▸ **Records from a dataset**:
● ● ● ● ●

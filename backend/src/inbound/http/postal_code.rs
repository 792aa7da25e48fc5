//! Postal-code proxy route.
//!
//! ```text
//! GET  /api/postal-code?postalCode=1000001&page=1&limit=10
//! POST /api/postal-code
//! ```
//!
//! Failures answer with `{error, message?, status?}` rather than the error
//! envelope, so browsers can call this route like the upstream API.

use actix_web::http::StatusCode;
use actix_web::{HttpRequest, HttpResponse, ResponseError, get, post, web};
use serde::{Deserialize, Serialize};
use serde_json::Value;
use tracing::warn;
use utoipa::{IntoParams, ToSchema};

use crate::domain::ports::PostalCodeSourceError;
use crate::domain::{AppError, InvalidPostalCode, PostalCode, PostalCodeQuery};
use crate::inbound::http::client_ip::client_ip;
use crate::inbound::http::schemas::PostalCodeLookupSchema;
use crate::inbound::http::state::HttpState;

/// Query string of `GET /api/postal-code`.
///
/// Paging values that are not numbers fall back to their defaults.
#[derive(Debug, Default, Deserialize, IntoParams)]
#[serde(rename_all = "camelCase")]
#[into_params(parameter_in = Query)]
pub struct PostalCodeParams {
    /// Seven digits, hyphens allowed.
    #[param(example = "100-0001")]
    pub postal_code: Option<String>,
    /// One-based page, default 1.
    pub page: Option<String>,
    /// Page size, default 10, at most 1000.
    pub limit: Option<String>,
}

fn paging_value(raw: Option<&str>) -> Option<u32> {
    raw.and_then(|value| value.trim().parse().ok())
}

/// Failure body of the proxy route.
#[derive(Debug, Clone, PartialEq, Eq, Serialize, Deserialize, ToSchema)]
pub struct PostalCodeErrorBody {
    /// Short description of the failure.
    #[schema(example = "Invalid postal code format")]
    pub error: String,
    /// Developer detail.
    #[serde(default, skip_serializing_if = "Option::is_none")]
    pub message: Option<String>,
    /// Upstream status, when the upstream API answered.
    #[serde(default, skip_serializing_if = "Option::is_none")]
    pub status: Option<u16>,
}

/// Errors produced by the proxy route.
#[derive(Debug, thiserror::Error)]
pub enum PostalCodeRouteError {
    /// `postalCode` was absent or blank.
    #[error("postal code is required")]
    MissingPostalCode,
    /// `postalCode` was not seven digits.
    #[error(transparent)]
    InvalidPostalCode(#[from] InvalidPostalCode),
    /// The POST body was not JSON.
    #[error("request body must be JSON: {0}")]
    InvalidBody(String),
    /// The upstream API call failed.
    #[error(transparent)]
    Source(#[from] PostalCodeSourceError),
}

impl PostalCodeRouteError {
    fn body(&self) -> PostalCodeErrorBody {
        let (error, status) = match self {
            Self::MissingPostalCode => ("Postal code is required", None),
            Self::InvalidPostalCode(_) => ("Invalid postal code format", None),
            Self::InvalidBody(_) => ("Invalid request body", None),
            Self::Source(PostalCodeSourceError::Configuration { .. }) => {
                ("Postal code API is not configured", None)
            }
            Self::Source(PostalCodeSourceError::Token { .. }) => {
                ("Failed to obtain access token", None)
            }
            Self::Source(PostalCodeSourceError::Upstream { status, .. }) => {
                ("Postal code API request failed", Some(*status))
            }
            Self::Source(PostalCodeSourceError::Transport { .. }) => {
                ("Failed to reach postal code API", None)
            }
            Self::Source(PostalCodeSourceError::Decode { .. }) => {
                ("Invalid response from postal code API", None)
            }
        };
        let message = match self {
            Self::MissingPostalCode => None,
            other => Some(other.to_string()),
        };
        PostalCodeErrorBody {
            error: error.to_owned(),
            message,
            status,
        }
    }
}

impl ResponseError for PostalCodeRouteError {
    fn status_code(&self) -> StatusCode {
        match self {
            Self::MissingPostalCode | Self::InvalidPostalCode(_) | Self::InvalidBody(_) => {
                StatusCode::BAD_REQUEST
            }
            Self::Source(source) => {
                StatusCode::from_u16(source.http_status()).unwrap_or(StatusCode::BAD_GATEWAY)
            }
        }
    }

    fn error_response(&self) -> HttpResponse {
        HttpResponse::build(self.status_code()).json(self.body())
    }
}

fn report(state: &HttpState, error: PostalCodeSourceError) -> PostalCodeRouteError {
    warn!(error = %error, "postal code lookup failed");
    state
        .logger
        .log_error(&AppError::from(error.clone()), Some("postal-code"));
    PostalCodeRouteError::Source(error)
}

/// Look up the addresses for a postal code.
#[utoipa::path(
    get,
    path = "/api/postal-code",
    params(PostalCodeParams),
    responses(
        (status = 200, description = "Matching addresses", body = PostalCodeLookupSchema),
        (status = 400, description = "Missing or malformed postal code", body = PostalCodeErrorBody),
        (status = 500, description = "Not configured or token failure", body = PostalCodeErrorBody),
        (status = 502, description = "Upstream API unreachable", body = PostalCodeErrorBody)
    ),
    tags = ["postal-code"],
    operation_id = "lookupPostalCode"
)]
#[get("/postal-code")]
pub async fn lookup_postal_code(
    state: web::Data<HttpState>,
    req: HttpRequest,
    params: web::Query<PostalCodeParams>,
) -> Result<HttpResponse, PostalCodeRouteError> {
    let params = params.into_inner();
    let raw = params
        .postal_code
        .as_deref()
        .map(str::trim)
        .filter(|raw| !raw.is_empty())
        .ok_or(PostalCodeRouteError::MissingPostalCode)?;
    let query = PostalCodeQuery::new(
        PostalCode::parse(raw)?,
        paging_value(params.page.as_deref()),
        paging_value(params.limit.as_deref()),
    );
    let lookup = state
        .postal_codes
        .lookup(&query, &client_ip(&req))
        .await
        .map_err(|error| report(&state, error))?;
    Ok(HttpResponse::Ok().json(lookup))
}

/// Forward an address search to the upstream `addresszip` endpoint.
#[utoipa::path(
    post,
    path = "/api/postal-code",
    request_body(content = Object, description = "Address search body forwarded unchanged"),
    responses(
        (status = 200, description = "Upstream search result", body = Object),
        (status = 400, description = "Body is not JSON", body = PostalCodeErrorBody),
        (status = 500, description = "Not configured or token failure", body = PostalCodeErrorBody),
        (status = 502, description = "Upstream API unreachable", body = PostalCodeErrorBody)
    ),
    tags = ["postal-code"],
    operation_id = "searchAddress"
)]
#[post("/postal-code")]
pub async fn search_address(
    state: web::Data<HttpState>,
    req: HttpRequest,
    body: web::Bytes,
) -> Result<HttpResponse, PostalCodeRouteError> {
    let body: Value = serde_json::from_slice(&body)
        .map_err(|error| PostalCodeRouteError::InvalidBody(error.to_string()))?;
    let reply = state
        .postal_codes
        .search_address(&body, &client_ip(&req))
        .await
        .map_err(|error| report(&state, error))?;
    Ok(HttpResponse::Ok().json(reply))
}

● ● ● ● ●

▸ **Exercise goal**: All lines above with "addresses" in them should be returned.

▸ **Task output**:
/// Look up the addresses for a postal code.
        (status = 200, description = "Matching addresses", body = PostalCodeLookupSchema),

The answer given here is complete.